Bangladeshi musician

Rafiqul Alam is a Bangladeshi musician. He was an artist of Swadhin Bangla Betar Kendra in 1971. He is also a playback singer. As of 2013, he had recorded over 300 playback songs for films. Alam received the Bangladesh National Film Award two times and the Cine Journalists' Association Award.

==Early life and career==
Alam's grew up in Rajshahi. His elder brother Sarwar Jahan was a locally renowned singer. He was trained under Pandit Haripada Das, Abdul Jabbar and Ustad Sagiruddin Khan of Kolkata. He learnt Rabindra Sangeet and songs of Atul Prasad from Kanika Bandopadhyay and Ajit Roy.

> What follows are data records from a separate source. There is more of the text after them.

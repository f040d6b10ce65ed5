//! Closed key enums for stats, damage types, status effects and affinities.

use super::table::{Table, TableKey};

/// The five attributes that scale weapon damage.
///
/// Declaration order is the order the optimizer uses when it has to spend a
/// short budget on unmet requirements.
#[derive(
    Clone,
    Copy,
    Debug,
    PartialEq,
    Eq,
    PartialOrd,
    Ord,
    Hash,
    strum::Display,
    strum::EnumString,
    strum::AsRefStr,
)]
#[cfg_attr(feature = "serde", derive(serde::Serialize, serde::Deserialize))]
#[cfg_attr(feature = "serde", serde(rename_all = "lowercase"))]
#[strum(serialize_all = "lowercase", ascii_case_insensitive)]
pub enum Attribute {
    /// Strength
    #[strum(to_string = "str", serialize = "strength")]
    Str,
    /// Dexterity
    #[strum(to_string = "dex", serialize = "dexterity")]
    Dex,
    /// Intelligence
    #[strum(to_string = "int", serialize = "intelligence")]
    Int,
    /// Faith
    #[strum(to_string = "fai", serialize = "faith")]
    Fai,
    /// Arcane
    #[strum(to_string = "arc", serialize = "arcane")]
    Arc,
}

impl TableKey for Attribute {
    const ALL: &'static [Self] = &[Self::Str, Self::Dex, Self::Int, Self::Fai, Self::Arc];

    fn index(self) -> usize {
        self as usize
    }
}

/// The five damage channels that make up Attack Rating.
#[derive(
    Clone,
    Copy,
    Debug,
    PartialEq,
    Eq,
    PartialOrd,
    Ord,
    Hash,
    strum::Display,
    strum::EnumString,
    strum::AsRefStr,
)]
#[cfg_attr(feature = "serde", derive(serde::Serialize, serde::Deserialize))]
#[cfg_attr(feature = "serde", serde(rename_all = "lowercase"))]
#[strum(serialize_all = "lowercase", ascii_case_insensitive)]
pub enum DamageType {
    Physical,
    Magic,
    Fire,
    Lightning,
    Holy,
}

impl TableKey for DamageType {
    const ALL: &'static [Self] = &[
        Self::Physical,
        Self::Magic,
        Self::Fire,
        Self::Lightning,
        Self::Holy,
    ];

    fn index(self) -> usize {
        self as usize
    }
}

/// Status buildups a weapon can inflict.
#[derive(
    Clone,
    Copy,
    Debug,
    PartialEq,
    Eq,
    PartialOrd,
    Ord,
    Hash,
    strum::Display,
    strum::EnumString,
    strum::AsRefStr,
)]
#[cfg_attr(feature = "serde", derive(serde::Serialize, serde::Deserialize))]
#[cfg_attr(feature = "serde", serde(rename_all = "snake_case"))]
#[strum(serialize_all = "snake_case", ascii_case_insensitive)]
pub enum StatusEffect {
    Bleed,
    Frost,
    Poison,
    Sleep,
    Madness,
    ScarletRot,
}

impl TableKey for StatusEffect {
    const ALL: &'static [Self] = &[
        Self::Bleed,
        Self::Frost,
        Self::Poison,
        Self::Sleep,
        Self::Madness,
        Self::ScarletRot,
    ];

    fn index(self) -> usize {
        self as usize
    }
}

/// Weapon infusion.
#[derive(
    Clone,
    Copy,
    Debug,
    Default,
    PartialEq,
    Eq,
    PartialOrd,
    Ord,
    Hash,
    strum::Display,
    strum::EnumString,
    strum::AsRefStr,
)]
#[cfg_attr(feature = "serde", derive(serde::Serialize, serde::Deserialize))]
#[strum(ascii_case_insensitive)]
pub enum Affinity {
    #[default]
    Standard,
    Heavy,
    Keen,
    Quality,
    Fire,
    #[cfg_attr(feature = "serde", serde(rename = "Flame Art", alias = "FlameArt"))]
    #[strum(to_string = "Flame Art", serialize = "FlameArt")]
    FlameArt,
    Lightning,
    Sacred,
    Magic,
    Cold,
    Poison,
    Blood,
    Occult,
}

impl Affinity {
    pub const ALL: [Affinity; 13] = [
        Self::Standard,
        Self::Heavy,
        Self::Keen,
        Self::Quality,
        Self::Fire,
        Self::FlameArt,
        Self::Lightning,
        Self::Sacred,
        Self::Magic,
        Self::Cold,
        Self::Poison,
        Self::Blood,
        Self::Occult,
    ];
}

/// Physical damage tag of a weapon or skill hit.
#[derive(
    Clone,
    Copy,
    Debug,
    Default,
    PartialEq,
    Eq,
    Hash,
    strum::Display,
    strum::EnumString,
    strum::AsRefStr,
)]
#[cfg_attr(feature = "serde", derive(serde::Serialize, serde::Deserialize))]
#[cfg_attr(feature = "serde", serde(rename_all = "lowercase"))]
#[strum(serialize_all = "lowercase", ascii_case_insensitive)]
pub enum AttackAttribute {
    #[default]
    Standard,
    Slash,
    Strike,
    Pierce,
}

/// Spell families a catalyst can boost.
#[derive(
    Clone, Copy, Debug, PartialEq, Eq, Hash, strum::Display, strum::EnumString, strum::AsRefStr,
)]
#[cfg_attr(feature = "serde", derive(serde::Serialize, serde::Deserialize))]
#[cfg_attr(feature = "serde", serde(rename_all = "lowercase"))]
#[strum(serialize_all = "lowercase", ascii_case_insensitive)]
pub enum SpellKind {
    Sorcery,
    Incantation,
}

/// One value per attribute.
pub type StatTable<T> = Table<Attribute, T, 5>;
/// One value per damage type.
pub type DamageTable<T> = Table<DamageType, T, 5>;
/// One value per status effect.
pub type StatusTable<T> = Table<StatusEffect, T, 6>;

#[cfg(test)]
mod tests {
    use super::*;
    use core::str::FromStr;

    #[test]
    fn parse_affinity_names() {
        assert_eq!(Affinity::from_str("flame art").unwrap(), Affinity::FlameArt);
        assert_eq!(Affinity::from_str("FlameArt").unwrap(), Affinity::FlameArt);
        assert_eq!(Affinity::from_str("keen").unwrap(), Affinity::Keen);
        assert!(Affinity::from_str("Mystic").is_err());
    }

    #[test]
    fn parse_attribute_aliases() {
        assert_eq!(Attribute::from_str("ARC").unwrap(), Attribute::Arc);
        assert_eq!(Attribute::from_str("strength").unwrap(), Attribute::Str);
    }
}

After passing the matriculation examination from Bholanath Bishweshwar Hindu Academy in Rajshahi in 1963, he enrolled in the Higher Secondary program at Rajshahi College. He then enrolled at the University of Rajshahi, initially in the Department of Economics and later in the Department of Political Science. The rich cultural environment of the University of Rajshahi inspired him to pursue and deepen his engagement with cultural activities.

In 1973, Alam performed in a concert held at the Dhaka Stadium, organized by the Bangladesh Music College.

==Personal life==
Alam is married to singer Abida Sultana. They have a son Farshid Alam.